Exercise details:
From the line with "new spelling is" to the line with "let key = to_snake_case(&variant);", retype every line exactly, including those two, and leave out the rest of the data below.

Collected data:
#![allow(clippy::module_name_repetitions)]
//! Default locations under the project's `data/` directory.
//!
//! Every command accepts an explicit path; these are only the fallbacks.

use std::path::{Path, PathBuf};

/// Returns the workspace root directory.
///
/// Resolved at compile time from `CARGO_MANIFEST_DIR`.
///
/// # Panics
///
/// Panics if the project root cannot be resolved.
#[must_use]
pub fn project_root() -> PathBuf {
    Path::new(env!("CARGO_MANIFEST_DIR"))
        .ancestors()
        .nth(2)
        .expect("Failed to find project root from CARGO_MANIFEST_DIR")
        .to_path_buf()
}

/// Returns the `data/` directory path.
#[must_use]
pub fn data_dir() -> PathBuf {
    project_root().join("data")
}

/// Returns the `data/reports/` directory where downloaded PDFs are kept.
#[must_use]
pub fn reports_dir() -> PathBuf {
    data_dir().join("reports")
}

/// Returns the `data/output/` directory for CSV output.
#[must_use]
pub fn output_dir() -> PathBuf {
    data_dir().join("output")
}

/// Returns the default combined time series CSV path.
#[must_use]
pub fn national_csv_path() -> PathBuf {
    output_dir().join("nicd_hospitalisation.csv")
}

/// Returns the national `DuckDB` file.
#[must_use]
pub fn national_db_path() -> PathBuf {
    data_dir().join("nicd.duckdb")
}

/// Returns the province-level `DuckDB` file.
#[must_use]
pub fn province_db_path() -> PathBuf {
    data_dir().join("nicd_provinces.duckdb")
}

/// Ensures a directory exists, creating it if necessary.
///
/// # Errors
///
/// Returns an I/O error if the directory cannot be created.
pub fn ensure_dir(path: &Path) -> std::io::Result<()> {
    if !path.exists() {
        std::fs::create_dir_all(path)?;
    }
    Ok(())
}
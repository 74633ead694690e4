//! Header normalization.
//!
//! Report authors retyped the table headers from month to month, so the
//! same column appears as `"Current in ICU "`, `"Current in ICU"` and
//! `"Currently in ICU"`. Headers are first snake-cased, then looked up in
//! an alias table mapping known variants to a [`CanonicalColumn`]. The
//! alias table lives in `data/columns.toml`; supporting a new spelling is
//! a data change only.

use std::collections::BTreeMap;
use std::str::FromStr as _;
use std::sync::LazyLock;

use nicd_report_models::{CanonicalColumn, ColumnName};
use serde::Deserialize;
use strum::IntoEnumIterator as _;

use crate::ReportError;

const COLUMNS_TOML: &str = include_str!("../data/columns.toml");

static BUILTIN: LazyLock<ColumnAliases> = LazyLock::new(|| {
    ColumnAliases::from_toml(COLUMNS_TOML)
        .unwrap_or_else(|e| panic!("Failed to parse columns.toml: {e}"))
});

#[derive(Debug, Deserialize)]
#[serde(deny_unknown_fields)]
struct AliasFile {
    aliases: BTreeMap<String, Vec<String>>,
}

/// Lookup from snake-cased header spellings to canonical columns.
#[derive(Debug, Clone, PartialEq, Eq)]
pub struct ColumnAliases {
    lookup: BTreeMap<String, CanonicalColumn>,
}

impl ColumnAliases {
    /// Returns the alias table embedded at compile time.
    ///
    /// # Panics
    ///
    /// Panics if the embedded `columns.toml` is malformed.
    #[must_use]
    pub fn builtin() -> &'static Self {
        &BUILTIN
    }

    /// Builds an alias table from TOML of the form
    /// `[aliases] canonical_name = ["variant", ...]`.
    ///
    /// Every canonical name always matches itself.
    ///
    /// # Errors
    ///
    /// Returns [`ReportError::Config`] if the TOML is malformed, names an
    /// unknown canonical column, or maps one variant to two columns.
    pub fn from_toml(toml_str: &str) -> Result<Self, ReportError> {
        let file: AliasFile = toml::de::from_str(toml_str).map_err(|e| ReportError::Config {
            message: e.to_string(),
        })?;

        let mut lookup: BTreeMap<String, CanonicalColumn> = CanonicalColumn::iter()
            .map(|c| (c.as_ref().to_string(), c))
            .collect();

        for (name, variants) in file.aliases {
            let canonical =
                CanonicalColumn::from_str(&name).map_err(|_| ReportError::Config {
                    message: format!("unknown canonical column '{name}'"),
                })?;
            for variant in variants {
                let key = to_snake_case(&variant);
                match lookup.insert(key.clone(), canonical) {
                    Some(previous) if previous != canonical => {
                        return Err(ReportError::Config {
                            message: format!(
                                "header variant '{key}' maps to both '{previous}' and '{canonical}'"
                            ),
                        });
                    }
                    _ => {}
                }
            }
        }

        Ok(Self { lookup })
    }

    /// Normalizes a raw header to a column name.
    ///
    /// Known spellings resolve to their canonical column; anything else is
    /// returned snake-cased as [`ColumnName::Other`]. Never fails, and
    /// normalizing an already-normalized name returns it unchanged.
    #[must_use]
    pub fn normalize(&self, raw_header: &str) -> ColumnName {
        let folded = to_snake_case(raw_header);
        self.lookup
            .get(&folded)
            .map_or(ColumnName::Other(folded), |c| ColumnName::Canonical(*c))
    }
}

/// Folds a header to snake case: lowercase, every run of whitespace
/// (newlines included) replaced by one underscore.
///
/// Leading and trailing whitespace also become underscores, which is how
/// historical variants such as `current_in_icu_` arose.
#[must_use]
pub fn to_snake_case(raw: &str) -> String {
    let mut out = String::with_capacity(raw.len());
    let mut in_whitespace = false;
    for c in raw.chars() {
        if c.is_whitespace() {
            if !in_whitespace {
                out.push('_');
                in_whitespace = true;
            }
        } else {
            in_whitespace = false;
            out.extend(c.to_lowercase());
        }
    }
    out
}

/// Normalizes a raw header against the builtin alias table.
#[must_use]
pub fn normalize(raw_header: &str) -> ColumnName {
    ColumnAliases::builtin().normalize(raw_header)
}

#[cfg(test)]
mod tests {
    use std::str::FromStr as _;

    use strum::IntoEnumIterator as _;

    use super::*;

    #[test]
    fn builtin_table_loads() {
        let aliases = ColumnAliases::builtin();
        for canonical in CanonicalColumn::iter() {
            assert_eq!(
                aliases.normalize(canonical.as_ref()),
                ColumnName::Canonical(canonical)
            );
        }
    }

    #[test]
    fn trailing_underscore_icu_variant_is_canonical() {
        assert_eq!(
            normalize("current_in_icu_"),
            ColumnName::Canonical(CanonicalColumn::CurrentlyInIcu)
        );
    }

    #[test]
    fn raw_report_headers_normalize() {
        assert_eq!(
            normalize("Current in ICU "),
            ColumnName::Canonical(CanonicalColumn::CurrentlyInIcu)
        );
        assert_eq!(
            normalize("Deaths to date"),
            ColumnName::Canonical(CanonicalColumn::DiedToDate)
        );
        assert_eq!(
            normalize("Admissions\nto date"),
            ColumnName::Canonical(CanonicalColumn::AdmissionsToDate)
        );
        assert_eq!(
            normalize("Province"),
            ColumnName::Canonical(CanonicalColumn::Province)
        );
        assert_eq!(
            normalize("Admissions i previous day"),
            ColumnName::Canonical(CanonicalColumn::AdmissionsInPreviousDay)
        );
    }

    #[test]
    fn every_listed_variant_maps_to_its_canonical_name() {
        let file: AliasFile = toml::de::from_str(COLUMNS_TOML).unwrap();
        for (name, variants) in file.aliases {
            let canonical = CanonicalColumn::from_str(&name).unwrap();
            for variant in variants {
                assert_eq!(
                    normalize(&variant),
                    ColumnName::Canonical(canonical),
                    "variant {variant:?}"
                );
            }
        }
    }

    #[test]
    fn unknown_headers_pass_through_snake_cased() {
        assert_eq!(
            normalize("Patients in General Ward"),
            ColumnName::Other("patients_in_general_ward".to_string())
        );
    }

    #[test]
    fn normalization_is_idempotent() {
        for raw in [
            "Current in ICU ",
            "Patients in  General\nWard",
            "Died to date",
            "  leading",
            "",
        ] {
            let once = normalize(raw);
            let twice = normalize(once.as_str());
            assert_eq!(once, twice, "raw {raw:?}");
        }
    }

    #[test]
    fn snake_case_collapses_whitespace_runs() {
        assert_eq!(to_snake_case("Admissions \n to date"), "admissions_to_date");
        assert_eq!(to_snake_case("Current in ICU "), "current_in_icu_");
    }

    #[test]
    fn conflicting_variants_are_rejected() {
        let toml_str = r#"
            [aliases]
            died_to_date = ["deaths"]
            discharged_to_date = ["deaths"]
        "#;
        assert!(matches!(
            ColumnAliases::from_toml(toml_str),
            Err(ReportError::Config { .. })
        ));
    }

    #[test]
    fn unknown_canonical_names_are_rejected() {
        let toml_str = r#"
            [aliases]
            hospital_beds = ["beds"]
        "#;
        assert!(matches!(
            ColumnAliases::from_toml(toml_str),
            Err(ReportError::Config { .. })
        ));
    }

    #[test]
    fn custom_tables_extend_matching_without_code_changes() {
        let aliases = ColumnAliases::from_toml(
            r#"
            [aliases]
            currently_ventilated = ["on_ventilators"]
        "#,
        )
        .unwrap();
        assert_eq!(
            aliases.normalize("On Ventilators"),
            ColumnName::Canonical(CanonicalColumn::CurrentlyVentilated)
        );
    }
}
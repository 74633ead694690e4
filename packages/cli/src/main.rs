#![cfg_attr(feature = "fail-on-warnings", deny(warnings))]
#![warn(clippy::all, clippy::pedantic, clippy::nursery, clippy::cargo)]
#![allow(clippy::multiple_crate_versions, clippy::cargo_common_metadata)]

//! CLI entry point for the NICD hospitalisation tools.
//!
//! Uses `indicatif-log-bridge` (via [`nicd_cli_utils::init_logger`]) to
//! route `log` output through `indicatif::MultiProgress` so that log lines
//! and progress bars never fight for the terminal.

mod commands;

use std::path::PathBuf;

use chrono::NaiveDate;
use clap::{Parser, Subcommand, ValueEnum};

#[derive(Parser)]
#[command(name = "nicd", about = "NICD hospitalisation report scraper")]
struct Cli {
    #[command(subcommand)]
    command: Commands,
}

/// Where `extract` writes the national time series.
#[derive(Debug, Clone, Copy, PartialEq, Eq, ValueEnum)]
pub enum Store {
    /// CSV file(s)
    Csv,
    /// Local `DuckDB` database
    Duckdb,
    /// CSV on standard output
    None,
}

#[derive(Subcommand)]
enum Commands {
    /// Download the daily reports for a date or date range
    Fetch {
        /// First report date (YYYY-MM-DD)
        #[arg(long)]
        start: NaiveDate,
        /// Day after the last report date; only `start` when omitted
        #[arg(long)]
        end: Option<NaiveDate>,
        /// Download directory (default: data/reports)
        #[arg(long)]
        dir: Option<PathBuf>,
    },
    /// Write each report's normalized province table as CSV
    Scrape {
        /// Directory of report PDFs (default: data/reports)
        #[arg(long)]
        dir: Option<PathBuf>,
        /// File glob within the directory
        #[arg(long, default_value = "*.pdf")]
        pattern: String,
        /// Zero-based page holding the table
        #[arg(long)]
        page: Option<usize>,
        /// Output directory for `{stem}.csv` files; printed when omitted
        #[arg(long)]
        out: Option<PathBuf>,
        /// Keep the precomputed `Total` row
        #[arg(long)]
        include_total: bool,
    },
    /// Build the national time series from a directory of reports
    Extract {
        /// Directory of report PDFs (default: data/reports)
        #[arg(long)]
        dir: Option<PathBuf>,
        /// File glob within the directory
        #[arg(long, default_value = "*.pdf")]
        pattern: String,
        /// TOML file with page indices and options
        #[arg(long)]
        config: Option<PathBuf>,
        /// Sum the precomputed `Total` row with the provinces
        #[arg(long)]
        include_total: bool,
        /// Output sink
        #[arg(long, value_enum, default_value_t = Store::Csv)]
        store: Store,
        /// Output file, directory or database path
        #[arg(long)]
        output: Option<PathBuf>,
        /// Write one `{date}_nicd.csv` per report instead of a combined file
        #[arg(long)]
        per_report: bool,
    },
    /// Append province-level rows to the province database
    Provinces {
        /// Directory of report PDFs (default: data/reports)
        #[arg(long)]
        dir: Option<PathBuf>,
        /// File glob within the directory
        #[arg(long, default_value = "*.pdf")]
        pattern: String,
        /// TOML file with page indices and options
        #[arg(long)]
        config: Option<PathBuf>,
        /// Keep the precomputed `Total` row
        #[arg(long)]
        include_total: bool,
        /// Database path (default: data/nicd_provinces.duckdb)
        #[arg(long)]
        database: Option<PathBuf>,
    },
}

#[tokio::main]
async fn main() -> Result<(), Box<dyn std::error::Error>> {
    let multi = nicd_cli_utils::init_logger();
    let cli = Cli::parse();

    match cli.command {
        Commands::Fetch { start, end, dir } => {
            commands::fetch(&multi, start, end, dir).await?;
        }
        Commands::Scrape {
            dir,
            pattern,
            page,
            out,
            include_total,
        } => {
            let summary = commands::scrape(&multi, dir, &pattern, page, out, include_total)?;
            println!("{summary}");
        }
        Commands::Extract {
            dir,
            pattern,
            config,
            include_total,
            store,
            output,
            per_report,
        } => {
            let config = commands::load_config(config.as_deref(), include_total)?;
            let summary = commands::extract(
                &multi,
                dir,
                &pattern,
                &config,
                store,
                output,
                per_report,
            )?;
            println!("{summary}");
        }
        Commands::Provinces {
            dir,
            pattern,
            config,
            include_total,
            database,
        } => {
            let config = commands::load_config(config.as_deref(), include_total)?;
            let summary = commands::provinces(&multi, dir, &pattern, &config, database)?;
            println!("{summary}");
        }
    }

    Ok(())
}
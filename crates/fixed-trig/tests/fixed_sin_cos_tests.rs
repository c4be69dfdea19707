// SPDX-License-Identifier: Apache-2.0
// © James Ross Ω FLYING•ROBOTS <https://github.com/flyingrobots>

#![allow(missing_docs)]

use fixed_trig::{cos, sin, sin_cos, ONE, PI, PI_OVER_TWO, TWO_PI};

/// Worst-case absolute error against an exact sine, in `10^18` units (1e-5).
const MAX_ABS_ERROR: f64 = 1.0e13;

fn oracle_sin_cos(angle: u128) -> (f64, f64) {
    let radians = angle as f64 / 1.0e18;
    (libm::sin(radians) * 1.0e18, libm::cos(radians) * 1.0e18)
}

fn assert_in_range(value: i128, context: &str) {
    assert!(
        (-ONE..=ONE).contains(&value),
        "{context}: {value} outside [-1e18, 1e18]"
    );
}

#[test]
fn test_cardinal_angles_golden() {
    // (angle, expected_sin, expected_cos)
    let vectors: &[(u128, i128, i128)] = &[
        (0, 0, ONE),
        (PI_OVER_TWO, ONE, 0),
        (PI, 0, -ONE),
        (PI + PI_OVER_TWO, -ONE, 0),
        (TWO_PI, 0, ONE),
    ];

    for &(angle, expected_sin, expected_cos) in vectors {
        assert_eq!(sin(angle), expected_sin, "sin mismatch for angle={angle}");
        assert_eq!(cos(angle), expected_cos, "cos mismatch for angle={angle}");
    }
}

#[test]
fn test_known_angles_golden() {
    // Pinned outputs of the current table + interpolation; any change here is
    // a determinism break for recorded replays.
    //
    // (angle, expected_sin, expected_cos)
    let vectors: &[(u128, i128, i128)] = &[
        // PI/6
        (PI / 6, 499_997_878_680_004_681, 866_021_797_929_900_604),
        // PI/4
        (PI / 4, 707_106_714_466_170_740, 707_106_847_179_637_685),
        // PI/3
        (PI / 3, 866_021_750_898_110_564, 499_997_960_170_729_998),
        // 1 rad
        (ONE as u128, 841_470_572_092_323_830, 540_302_087_804_443_243),
        // 2 rad
        (2 * ONE as u128, 909_296_636_427_425_144, -416_146_387_074_210_861),
        // 5PI/4
        (5 * PI / 4, -707_106_714_466_170_740, -707_106_847_179_637_685),
        // 10 rad
        (10 * ONE as u128, -544_019_152_197_995_759, -839_068_555_198_176_091),
    ];

    for &(angle, expected_sin, expected_cos) in vectors {
        assert_eq!(sin(angle), expected_sin, "sin mismatch for angle={angle}");
        assert_eq!(cos(angle), expected_cos, "cos mismatch for angle={angle}");
    }
}

#[test]
fn test_error_budget_against_libm_oracle() {
    let mut max_abs: f64 = 0.0;
    let mut worst_angle: u128 = 0;

    let steps: u128 = 65_536;
    for i in 0..=steps {
        let angle = 4 * PI * i / steps;
        let (s, c) = sin_cos(angle);
        let (s_ref, c_ref) = oracle_sin_cos(angle);

        let abs = ((s as f64) - s_ref).abs().max(((c as f64) - c_ref).abs());
        if abs > max_abs {
            max_abs = abs;
            worst_angle = angle;
        }
    }

    assert!(
        max_abs <= MAX_ABS_ERROR,
        "abs-error budget exceeded: max_abs={max_abs:e} budget={MAX_ABS_ERROR:e} worst_angle={worst_angle}"
    );
}

#[test]
fn test_outputs_stay_in_range() {
    let step = TWO_PI / 10_007;
    let mut angle = 0;
    while angle <= 3 * TWO_PI {
        let (s, c) = sin_cos(angle);
        assert_in_range(s, "sin");
        assert_in_range(c, "cos");
        angle += step;
    }
}

#[test]
fn test_second_half_of_turn_is_negative() {
    let step = PI / 997;
    for i in 1..997 {
        let angle = PI + i * step;
        assert!(sin(angle) < 0, "sin({angle}) should be negative");
    }
}

#[test]
fn test_periodicity_is_exact() {
    let step = TWO_PI / 4_099;
    for i in 0..4_099 {
        let angle = i * step + 17;
        assert_eq!(sin(angle), sin(angle + TWO_PI));
        assert_eq!(sin(angle), sin(angle + 1_000 * TWO_PI));
        assert_eq!(cos(angle), cos(angle + TWO_PI));
    }
}

#[test]
fn test_cos_is_phase_shifted_sin() {
    let step = TWO_PI / 4_099;
    for i in 0..(3 * 4_099) {
        let angle = i * step + 3;
        assert_eq!(cos(angle), sin(angle + PI_OVER_TWO));
    }
}

#[test]
fn test_supplementary_angles_are_symmetric() {
    // sin(PI - x) and sin(x) read the same table segment from opposite ends;
    // they differ only by fraction quantization.
    const TOLERANCE: i128 = 1_000_000_000_000;

    let steps = 20_000;
    for i in 0..=steps {
        let angle = PI_OVER_TWO * i / steps;
        let diff = (sin(PI - angle) - sin(angle)).abs();
        assert!(diff <= TOLERANCE, "asymmetry {diff} at angle={angle}");
    }
}

#[test]
fn test_monotonic_over_first_two_quadrants() {
    let steps = 10_007;

    let mut prev = sin(0);
    for i in 1..=steps {
        let s = sin(PI_OVER_TWO * i / steps);
        assert!(s >= prev, "sin decreased on [0, PI/2] at step {i}");
        prev = s;
    }

    let mut prev = sin(PI_OVER_TWO);
    for i in 1..=steps {
        let s = sin(PI_OVER_TWO + PI_OVER_TWO * i / steps);
        assert!(s <= prev, "sin increased on [PI/2, PI] at step {i}");
        prev = s;
    }
}

#[test]
fn test_cos_tolerates_maximum_angles() {
    for k in 0..1_024 {
        let angle = u128::MAX - k;
        let c = cos(angle);
        assert_in_range(c, "cos near u128::MAX");
        assert_eq!(c, sin(angle % TWO_PI + PI_OVER_TWO));
        assert_in_range(sin(angle), "sin near u128::MAX");
    }
}
// SPDX-License-Identifier: Apache-2.0
// © James Ross Ω FLYING•ROBOTS <https://github.com/flyingrobots>
//! Fixed-point constants.
//!
//! Public constants define the boundary convention: radians and results are
//! integers scaled by `10^18`. The crate-private constants describe the
//! internal 30-bit turn and the bit layout used to address the quarter-wave
//! table.

/// `1.0` in the `10^18`-scaled result convention.
pub const ONE: i128 = 1_000_000_000_000_000_000;

/// `π` scaled by `10^18` (truncated).
pub const PI: u128 = 3_141_592_653_589_793_238;

/// One full turn (`2π`) scaled by `10^18`.
pub const TWO_PI: u128 = 2 * PI;

/// A quarter turn (`π/2`) scaled by `10^18`.
pub const PI_OVER_TWO: u128 = PI / 2;

/// Internal angle units per full turn (`2^30`).
pub(crate) const ANGLES_IN_CYCLE: u128 = 1 << 30;

/// Set for the second half of the turn (quadrants 3 and 4): output is negated.
pub(crate) const QUADRANT_HIGH_MASK: u32 = 1 << 29;

/// Set for quadrants 2 and 4: the table index is mirrored.
pub(crate) const QUADRANT_LOW_MASK: u32 = 1 << 28;

/// Width of the table-index field.
pub(crate) const INDEX_WIDTH: u32 = 8;

/// Width of the interpolation field.
pub(crate) const INTERP_WIDTH: u32 = 16;

/// The index field sits directly below the two quadrant bits.
pub(crate) const INDEX_OFFSET: u32 = 28 - INDEX_WIDTH;

/// The interpolation field sits directly below the index field.
pub(crate) const INTERP_OFFSET: u32 = INDEX_OFFSET - INTERP_WIDTH;

/// Peak table amplitude (`2^31 - 1`), i.e. the internal representation of `1.0`.
pub(crate) const AMPLITUDE: i64 = (1 << 31) - 1;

Exercise output:
//! alias table lives in `data/columns.toml`; supporting a new spelling is
//! a data change only.

use std::collections::BTreeMap;
use std::str::FromStr as _;
use std::sync::LazyLock;

use nicd_report_models::{CanonicalColumn, ColumnName};
use serde::Deserialize;
use strum::IntoEnumIterator as _;

use crate::ReportError;

const COLUMNS_TOML: &str = include_str!("../data/columns.toml");

static BUILTIN: LazyLock<ColumnAliases> = LazyLock::new(|| {
    ColumnAliases::from_toml(COLUMNS_TOML)
        .unwrap_or_else(|e| panic!("Failed to parse columns.toml: {e}"))
});

#[derive(Debug, Deserialize)]
#[serde(deny_unknown_fields)]
struct AliasFile {
    aliases: BTreeMap<String, Vec<String>>,
}

/// Lookup from snake-cased header spellings to canonical columns.
#[derive(Debug, Clone, PartialEq, Eq)]
pub struct ColumnAliases {
    lookup: BTreeMap<String, CanonicalColumn>,
}

impl ColumnAliases {
    /// Returns the alias table embedded at compile time.
    ///
    /// # Panics
    ///
    /// Panics if the embedded `columns.toml` is malformed.
    #[must_use]
    pub fn builtin() -> &'static Self {
        &BUILTIN
    }

    /// Builds an alias table from TOML of the form
    /// `[aliases] canonical_name = ["variant", ...]`.
    ///
    /// Every canonical name always matches itself.
    ///
    /// # Errors
    ///
    /// Returns [`ReportError::Config`] if the TOML is malformed, names an
    /// unknown canonical column, or maps one variant to two columns.
    pub fn from_toml(toml_str: &str) -> Result<Self, ReportError> {
        let file: AliasFile = toml::de::from_str(toml_str).map_err(|e| ReportError::Config {
            message: e.to_string(),
        })?;

        let mut lookup: BTreeMap<String, CanonicalColumn> = CanonicalColumn::iter()
            .map(|c| (c.as_ref().to_string(), c))
            .collect();

        for (name, variants) in file.aliases {
            let canonical =
                CanonicalColumn::from_str(&name).map_err(|_| ReportError::Config {
                    message: format!("unknown canonical column '{name}'"),
                })?;
            for variant in variants {
                let key = to_snake_case(&variant);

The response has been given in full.